> [Exercise aim] Hunt through the lines below for the string "Option" and copy each one that has it.

> [Data for review]
***

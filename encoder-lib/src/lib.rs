//! Encodes monochrome animations for SSD1306-style OLEDs as a base frame
//! plus bit-packed, byte-level changes between consecutive frames.

mod animation;
mod bitmap;
mod decoder;
mod delta;
mod error;
mod header;
mod packer;
mod params;
mod source;
mod stats;

pub use ::image::{Rgba, RgbaImage};

pub use self::{
    animation::*, bitmap::*, decoder::*, delta::*, error::*, header::*, packer::*, params::*,
    source::*, stats::*,
};

#[derive(Debug)]
pub struct Encoder<'a> {
    params: &'a Params,
}

impl<'a> Encoder<'a> {
    pub fn new(params: &'a Params) -> Self {
        Self { params }
    }

    /// Thresholds every image and encodes the resulting frames as a loop.
    pub fn encode(&self, images: &[RgbaImage]) -> Result<Animation> {
        let (width, height) = delta::ensure_uniform(images.iter().map(RgbaImage::dimensions))?;

        let frames = images
            .iter()
            .map(|img| Bitmap::rasterize(img, self.params.threshold))
            .collect::<Result<Vec<_>>>()?;

        let anim = Animation::new(self.params.storage, frames)?;
        let stats = anim.stats();

        tracing::info!(
            width,
            height,
            frames = stats.frames,
            changes = stats.changes,
            bytes = stats.total_bytes(),
            "encoded animation"
        );

        Ok(anim)
    }
}
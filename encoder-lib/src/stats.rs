#[derive(Clone, Debug, Default, PartialEq, Eq)]
pub struct Stats {
    pub frames: usize,
    pub changes: usize,
    pub base_bytes: usize,
    pub indices_bytes: usize,
    pub values_bytes: usize,
    pub ranges_bytes: usize,
}

impl Stats {
    /// Bytes the firmware has to store for the whole animation.
    pub fn total_bytes(&self) -> usize {
        self.base_bytes + self.indices_bytes + self.values_bytes + self.ranges_bytes
    }

    /// Bytes needed to store every frame uncompressed.
    pub fn raw_bytes(&self) -> usize {
        self.frames * self.base_bytes
    }

    /// Returns `None` when there's nothing stored at all.
    pub fn compression_ratio(&self) -> Option<f64> {
        match self.total_bytes() {
            0 => None,
            total => Some(self.raw_bytes() as f64 / total as f64),
        }
    }
}
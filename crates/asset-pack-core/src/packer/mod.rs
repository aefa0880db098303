use tracing::debug;

use crate::config::PackerConfig;
use crate::error::{AssetPackError, Result, UnplacedSprite};
use crate::model::Sprite;

pub mod guillotine;

use guillotine::GrowingGuillotine;

/// Anything the packer can lay out: a fixed number of rectangles with a size
/// each, and a way to record where each one ended up.
///
/// Sizes are the space to reserve (padding included); `place` receives the
/// top-left of that reserved slot.
pub trait Packable {
    fn count(&self) -> usize;
    fn size_of(&self, index: usize) -> (u32, u32);
    fn place(&mut self, index: usize, x: u32, y: u32);
}

/// Sprites seen through a uniform margin: each reserves `margin` extra pixels
/// on every side, and placements are recorded as the unpadded origin.
pub struct PaddedSprites<'a> {
    sprites: &'a mut [Sprite],
    margin: u32,
}

impl<'a> PaddedSprites<'a> {
    pub fn new(sprites: &'a mut [Sprite], margin: u32) -> Self {
        Self { sprites, margin }
    }
}

impl Packable for PaddedSprites<'_> {
    fn count(&self) -> usize {
        self.sprites.len()
    }

    fn size_of(&self, index: usize) -> (u32, u32) {
        let s = &self.sprites[index];
        let pad = self.margin.saturating_mul(2);
        (s.width().saturating_add(pad), s.height().saturating_add(pad))
    }

    fn place(&mut self, index: usize, x: u32, y: u32) {
        let s = &mut self.sprites[index];
        debug_assert!(s.origin.is_none(), "sprite '{}' placed twice", s.id);
        s.origin = Some((x + self.margin, y + self.margin));
    }
}

/// Outcome of a packing pass.
#[derive(Debug, Clone, PartialEq, Eq)]
pub enum PackResult {
    /// Every item was placed; the canvas is the tight bounding box of all slots.
    Packed { width: u32, height: u32 },
    /// Indices of the items that were not placed, in attempt order. The first
    /// one is the item that could not fit.
    Failed { unplaced: Vec<usize> },
}

/// Packs every item of `items` into one bin no larger than `max_dimension` on
/// either edge.
///
/// Items are attempted largest first (by their longer side); equal sizes keep
/// input order, so identical inputs always produce identical layouts.
pub fn pack<P: Packable + ?Sized>(items: &mut P, max_dimension: u32) -> PackResult {
    let count = items.count();
    if count == 0 {
        return PackResult::Packed {
            width: 0,
            height: 0,
        };
    }

    let sizes: Vec<(u32, u32)> = (0..count).map(|i| items.size_of(i)).collect();
    let mut order: Vec<usize> = (0..count).collect();
    // stable: ties fall back to input order
    order.sort_by(|&a, &b| {
        let side_a = sizes[a].0.max(sizes[a].1);
        let side_b = sizes[b].0.max(sizes[b].1);
        side_b.cmp(&side_a)
    });

    let mut bin = GrowingGuillotine::new(max_dimension);
    for (n, &idx) in order.iter().enumerate() {
        let (w, h) = sizes[idx];
        match bin.insert(w, h) {
            Some(slot) => items.place(idx, slot.x, slot.y),
            None => {
                debug!(index = idx, w, h, max_dimension, "item does not fit");
                return PackResult::Failed {
                    unplaced: order[n..].to_vec(),
                };
            }
        }
    }

    let (width, height) = bin.used_bounds();
    debug!(
        count,
        width,
        height,
        free_rects = bin.free_list_len(),
        "packing finished"
    );
    PackResult::Packed { width, height }
}

/// Packs `sprites` with the configured margin and returns the canvas size.
/// On failure no sprite should be used: some may already carry an origin.
pub fn pack_sprites(sprites: &mut [Sprite], cfg: &PackerConfig) -> Result<(u32, u32)> {
    cfg.validate()?;
    let result = pack(&mut PaddedSprites::new(sprites, cfg.margin), cfg.max_dimension);
    match result {
        PackResult::Packed { width, height } => Ok((width, height)),
        PackResult::Failed { unplaced } => Err(AssetPackError::PackingFailure {
            unplaced: unplaced
                .into_iter()
                .map(|i| {
                    let s = &sprites[i];
                    UnplacedSprite {
                        id: s.id.clone(),
                        width: s.width(),
                        height: s.height(),
                    }
                })
                .collect(),
        }),
    }
}
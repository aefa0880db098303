//! Name to region table written next to the atlas image.
//!
//! Sprite entries come straight from their placement. Join entries are
//! resolved against their parent's origin: `x = parent.x + join.x`,
//! `y = parent.y + join.y`, with no margin of their own.

use std::collections::BTreeMap;
use std::collections::btree_map::Entry;

use serde::{Deserialize, Serialize};
use serde_json::Value;

use crate::error::{AssetPackError, Result};
use crate::model::{JoinRef, NinePatch, Rect, Sprite};

/// One addressable region of the atlas.
#[derive(Debug, Clone, Copy, Serialize, Deserialize, PartialEq, Eq)]
pub struct ManifestEntry {
    pub x: u32,
    pub y: u32,
    pub w: u32,
    pub h: u32,
    #[serde(default, skip_serializing_if = "Option::is_none")]
    pub ninepatch: Option<NinePatch>,
}

impl ManifestEntry {
    pub fn rect(&self) -> Rect {
        Rect::new(self.x, self.y, self.w, self.h)
    }
}

/// Flat `{ name: { x, y, w, h, ninepatch? } }` map, ordered by name.
#[derive(Debug, Clone, Default, Serialize, Deserialize, PartialEq, Eq)]
#[serde(transparent)]
pub struct Manifest {
    entries: BTreeMap<String, ManifestEntry>,
}

impl Manifest {
    pub fn get(&self, name: &str) -> Option<&ManifestEntry> {
        self.entries.get(name)
    }

    pub fn len(&self) -> usize {
        self.entries.len()
    }

    pub fn is_empty(&self) -> bool {
        self.entries.is_empty()
    }

    pub fn iter(&self) -> impl Iterator<Item = (&str, &ManifestEntry)> {
        self.entries.iter().map(|(k, v)| (k.as_str(), v))
    }

    pub fn to_json(&self) -> Result<Value> {
        serde_json::to_value(self)
            .map_err(|e| AssetPackError::InvalidInput(format!("manifest serialization: {}", e)))
    }

    pub fn to_json_string_pretty(&self) -> Result<String> {
        serde_json::to_string_pretty(self)
            .map_err(|e| AssetPackError::InvalidInput(format!("manifest serialization: {}", e)))
    }
}

/// Where a manifest key came from, for duplicate reports.
#[derive(Debug, Clone)]
enum Source<'a> {
    Sprite(&'a str),
    Join { id: &'a str, parent: &'a str },
}

impl Source<'_> {
    fn describe(&self) -> String {
        match self {
            Source::Sprite(id) => format!("sprite '{}'", id),
            Source::Join { id, parent } => format!("join '{}' of '{}'", id, parent),
        }
    }
}

struct ManifestBuilder<'a> {
    entries: BTreeMap<String, (ManifestEntry, Source<'a>)>,
}

impl<'a> ManifestBuilder<'a> {
    fn insert(&mut self, name: &str, entry: ManifestEntry, source: Source<'a>) -> Result<()> {
        match self.entries.entry(name.to_string()) {
            Entry::Occupied(existing) => Err(AssetPackError::DuplicateName {
                name: name.to_string(),
                first: existing.get().1.describe(),
                second: source.describe(),
            }),
            Entry::Vacant(slot) => {
                slot.insert((entry, source));
                Ok(())
            }
        }
    }
}

/// Builds the manifest for packed `sprites` plus `joins` declared against them.
///
/// Fails on a sprite without an origin, a join whose parent is not among
/// `sprites` (`DanglingJoin`), a join exceeding its parent, or any name used
/// twice across sprites and joins (`DuplicateName`, naming both sources).
pub fn build_manifest(sprites: &[Sprite], joins: &[JoinRef]) -> Result<Manifest> {
    let mut builder = ManifestBuilder {
        entries: BTreeMap::new(),
    };
    let mut parents: BTreeMap<&str, &Sprite> = BTreeMap::new();

    for s in sprites {
        let frame = s.frame().ok_or_else(|| {
            AssetPackError::InvalidInput(format!("sprite '{}' has not been placed", s.id))
        })?;
        let entry = ManifestEntry {
            x: frame.x,
            y: frame.y,
            w: frame.w,
            h: frame.h,
            ninepatch: s.ninepatch,
        };
        builder.insert(&s.id, entry, Source::Sprite(&s.id))?;
        parents.insert(s.id.as_str(), s);
    }

    for jr in joins {
        let parent = parents
            .get(jr.parent.as_str())
            .ok_or_else(|| AssetPackError::DanglingJoin {
                join: jr.join.id.clone(),
                parent: jr.parent.clone(),
            })?;
        let join = &jr.join;
        join.validate(&parent.id, parent.width(), parent.height())?;
        // parents were all checked for an origin above
        let (px, py) = parent.origin.unwrap_or_default();
        let entry = ManifestEntry {
            x: px + join.x,
            y: py + join.y,
            w: join.w,
            h: join.h,
            ninepatch: join.ninepatch,
        };
        builder.insert(
            &join.id,
            entry,
            Source::Join {
                id: &join.id,
                parent: &jr.parent,
            },
        )?;
    }

    Ok(Manifest {
        entries: builder
            .entries
            .into_iter()
            .map(|(k, (entry, _))| (k, entry))
            .collect(),
    })
}

/// Checks names before any packing work: every join's parent must be one of
/// `sprites` and no name may appear twice across sprites and joins.
pub fn check_names(sprites: &[Sprite], joins: &[JoinRef]) -> Result<()> {
    let mut seen: BTreeMap<&str, Source<'_>> = BTreeMap::new();
    for s in sprites {
        if let Some(first) = seen.get(s.id.as_str()) {
            return Err(AssetPackError::DuplicateName {
                name: s.id.clone(),
                first: first.describe(),
                second: Source::Sprite(&s.id).describe(),
            });
        }
        seen.insert(&s.id, Source::Sprite(&s.id));
    }
    for jr in joins {
        if !matches!(seen.get(jr.parent.as_str()), Some(Source::Sprite(_))) {
            return Err(AssetPackError::DanglingJoin {
                join: jr.join.id.clone(),
                parent: jr.parent.clone(),
            });
        }
        let source = Source::Join {
            id: &jr.join.id,
            parent: &jr.parent,
        };
        if let Some(first) = seen.get(jr.join.id.as_str()) {
            return Err(AssetPackError::DuplicateName {
                name: jr.join.id.clone(),
                first: first.describe(),
                second: source.describe(),
            });
        }
        seen.insert(&jr.join.id, source);
    }
    Ok(())
}
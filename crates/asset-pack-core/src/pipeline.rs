use image::RgbaImage;
use tracing::{debug, instrument};

use crate::compositing::compose;
use crate::config::PackerConfig;
use crate::error::{AssetPackError, Result, UnplacedSprite};
use crate::manifest::{Manifest, build_manifest, check_names};
use crate::model::{PackStats, Rect, Sprite, collect_joins};
use crate::packer::{PackResult, Packable, pack, pack_sprites};

/// Output of a packing run: the composed canvas and its manifest.
pub struct AtlasOutput {
    pub width: u32,
    pub height: u32,
    pub canvas: RgbaImage,
    pub manifest: Manifest,
    pub stats: PackStats,
}

/// Packs `sprites` into one canvas and returns it with the manifest.
///
/// Notes:
/// - Names are checked before packing; pixels are only copied once the
///   manifest has been built, so any error leaves nothing half made.
/// - Empty input is not an error: the result is a 0x0 canvas and an empty manifest.
#[instrument(skip_all, fields(sprites = sprites.len()))]
pub fn build_atlas(mut sprites: Vec<Sprite>, cfg: &PackerConfig) -> Result<AtlasOutput> {
    cfg.validate()?;

    let joins = collect_joins(&sprites);
    check_names(&sprites, &joins)?;

    let (width, height) = pack_sprites(&mut sprites, cfg)?;
    debug!(width, height, margin = cfg.margin, "packed");

    let manifest = build_manifest(&sprites, &joins)?;
    let canvas = compose(width, height, &sprites, cfg.parallel)?;
    let stats = PackStats::from_sprites(&sprites, joins.len(), width, height);
    debug!(entries = manifest.len(), occupancy = stats.occupancy, "atlas built");

    Ok(AtlasOutput {
        width,
        height,
        canvas,
        manifest,
        stats,
    })
}

// ---------------- Layout-only API ----------------

struct LayoutItems {
    sizes: Vec<(u32, u32)>,
    margin: u32,
    slots: Vec<Option<(u32, u32)>>,
}

impl Packable for LayoutItems {
    fn count(&self) -> usize {
        self.sizes.len()
    }

    fn size_of(&self, index: usize) -> (u32, u32) {
        let (w, h) = self.sizes[index];
        let pad = self.margin.saturating_mul(2);
        (w.saturating_add(pad), h.saturating_add(pad))
    }

    fn place(&mut self, index: usize, x: u32, y: u32) {
        self.slots[index] = Some((x + self.margin, y + self.margin));
    }
}

/// Packs sizes without pixel data.
/// Inputs are (key, width, height); returns each key with its unpadded frame, in input order.
pub fn pack_layout<K: Into<String>>(
    inputs: Vec<(K, u32, u32)>,
    cfg: &PackerConfig,
) -> Result<(u32, u32, Vec<(String, Rect)>)> {
    cfg.validate()?;

    let mut keys = Vec::with_capacity(inputs.len());
    let mut sizes = Vec::with_capacity(inputs.len());
    for (k, w, h) in inputs {
        let key = k.into();
        if w == 0 || h == 0 {
            return Err(AssetPackError::InvalidInput(format!(
                "item '{}' has zero size ({}x{})",
                key, w, h
            )));
        }
        keys.push(key);
        sizes.push((w, h));
    }

    let mut items = LayoutItems {
        slots: vec![None; sizes.len()],
        sizes,
        margin: cfg.margin,
    };
    match pack(&mut items, cfg.max_dimension) {
        PackResult::Packed { width, height } => {
            let frames = keys
                .into_iter()
                .zip(items.sizes.iter().zip(items.slots.iter()))
                .map(|(key, (&(w, h), slot))| {
                    let (x, y) = slot.unwrap_or_default();
                    (key, Rect::new(x, y, w, h))
                })
                .collect();
            Ok((width, height, frames))
        }
        PackResult::Failed { unplaced } => Err(AssetPackError::PackingFailure {
            unplaced: unplaced
                .into_iter()
                .map(|i| UnplacedSprite {
                    id: keys[i].clone(),
                    width: items.sizes[i].0,
                    height: items.sizes[i].1,
                })
                .collect(),
        }),
    }
}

***

> [Solution to this exercise]
    pub fn compression_ratio(&self) -> Option<f64> {
    #[serde(default, skip_serializing_if = "Option::is_none")]
    pub ninepatch: Option<NinePatch>,
    pub fn get(&self, name: &str) -> Option<&ManifestEntry> {
    slots: Vec<Option<(u32, u32)>>,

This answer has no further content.